Em uma curta entrevista por e-mail com a CNN, Kusama explicou sua dedicação à sua arte.
“Eu pinto todos os dias”, disse ela. “Vou continuar criando um mundo maravilhado com a vida, abraçando todas as mensagens de amor, paz e universo”.
Desde a adolescência, Kusama lê poemas e literatura chinesa “com profundo respeito”, disse ela. Como tal, acrescentou, está “feliz” por ter o seu trabalho exposto em Hong Kong.
De acordo com o M+, a exposição já foi descrita como “a retrospectiva mais abrangente do trabalho do artista até hoje”, pelo curador e crítico Akira Tatehata, que atua como diretor do Museu Yayoi Kusama em Tóquio.
Tatehata, que visitou o museu em novembro, há muito apoia a artista e foi a comissária de sua representação individual do Japão na Bienal de Veneza em 1993.
O poder da arte cura
A retrospectiva também carrega um significado especial para o M+, que aproveitou a mostra para marcar seu aniversário de um ano.

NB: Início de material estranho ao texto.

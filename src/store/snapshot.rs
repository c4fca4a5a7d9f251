//! JSON-file snapshot store
//!
//! The snapshot is small (one entry per in-flight ticket), so the whole map
//! is rewritten on every save: serialize to a temp file alongside the
//! target, then rename. A crash mid-save leaves the previous snapshot
//! intact.

use std::path::PathBuf;

use chrono::{DateTime, Utc};
use serde::{Deserialize, Serialize};
use tracing::info;

use super::{SnapshotStore, StoreError};
use crate::types::SnapshotMap;

/// On-disk format: the flat ticket→status map plus a bookkeeping stamp.
#[derive(Debug, Serialize, Deserialize)]
struct SnapshotFile {
    last_updated: Option<DateTime<Utc>>,
    #[serde(default)]
    tickets: SnapshotMap,
}

/// Snapshot persisted as a single JSON file.
pub struct JsonSnapshotStore {
    path: PathBuf,
}

impl JsonSnapshotStore {
    pub fn new<P: Into<PathBuf>>(path: P) -> Self {
        Self { path: path.into() }
    }
}

impl SnapshotStore for JsonSnapshotStore {
    fn load(&self) -> Result<SnapshotMap, StoreError> {
        if !self.path.exists() {
            info!(path = %self.path.display(), "No snapshot file yet, starting empty");
            return Ok(SnapshotMap::new());
        }

        let data = std::fs::read(&self.path).map_err(|e| StoreError::Storage(e.to_string()))?;
        // A corrupt file is surfaced, never silently reset: resetting would
        // re-notify every tracked ticket on the next run.
        let file: SnapshotFile =
            serde_json::from_slice(&data).map_err(|e| StoreError::Serialization(e.to_string()))?;

        info!(
            path = %self.path.display(),
            tickets = file.tickets.len(),
            "Loaded status snapshot"
        );
        Ok(file.tickets)
    }

    fn save(&self, snapshot: &SnapshotMap) -> Result<(), StoreError> {
        let file = SnapshotFile {
            last_updated: Some(Utc::now()),
            tickets: snapshot.clone(),
        };
        let json = serde_json::to_vec_pretty(&file)
            .map_err(|e| StoreError::Serialization(e.to_string()))?;

        if let Some(parent) = self.path.parent() {
            std::fs::create_dir_all(parent).map_err(|e| StoreError::Storage(e.to_string()))?;
        }

        let tmp_path = self.path.with_extension("json.tmp");
        std::fs::write(&tmp_path, &json).map_err(|e| StoreError::Storage(e.to_string()))?;
        std::fs::rename(&tmp_path, &self.path).map_err(|e| StoreError::Storage(e.to_string()))?;

        info!(
            path = %self.path.display(),
            tickets = snapshot.len(),
            "Status snapshot saved"
        );
        Ok(())
    }
}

Desde a sua concepção, há mais de uma década, o museu tem sido apresentado como a resposta da Ásia ao Tate Modern de Londres ou ao Museu de Arte Moderna de Nova York.
Quando finalmente foi inaugurado, no ano passado, enfrentou desafios únicos, desde a mudança do ambiente político de Hong Kong, que continua a aumentar as preocupações com a censura em setores como o das artes, até restrições pandêmicas que fecharam o museu por três meses e, até recentemente, impediam a maioria dos visitantes internacionais da cidade. Mas Chong vê o último, pelo menos, como “uma bênção disfarçada”.
“Para um museu global ter aberto e ser abraçado por nosso público local, em primeiro lugar, em seu primeiro ano, não poderia ter sido uma maneira melhor de começar o museu”, disse ele.
Recebendo recentemente seu visitante número 2 milhões, o M+ espera que a flexibilização das restrições à Covid permita que mais pessoas do exterior vejam sua vasta coleção, que inclui o maior acervo de arte contemporânea chinesa, e a exposição Kusama, que vai até maio.
“(Kusama é) a prova viva de que a arte é de fato uma terapia e tem um poderoso poder de cura”, disse Chong. “E essa é uma lição tão importante, especialmente para nós durante este período pós-pandemia”.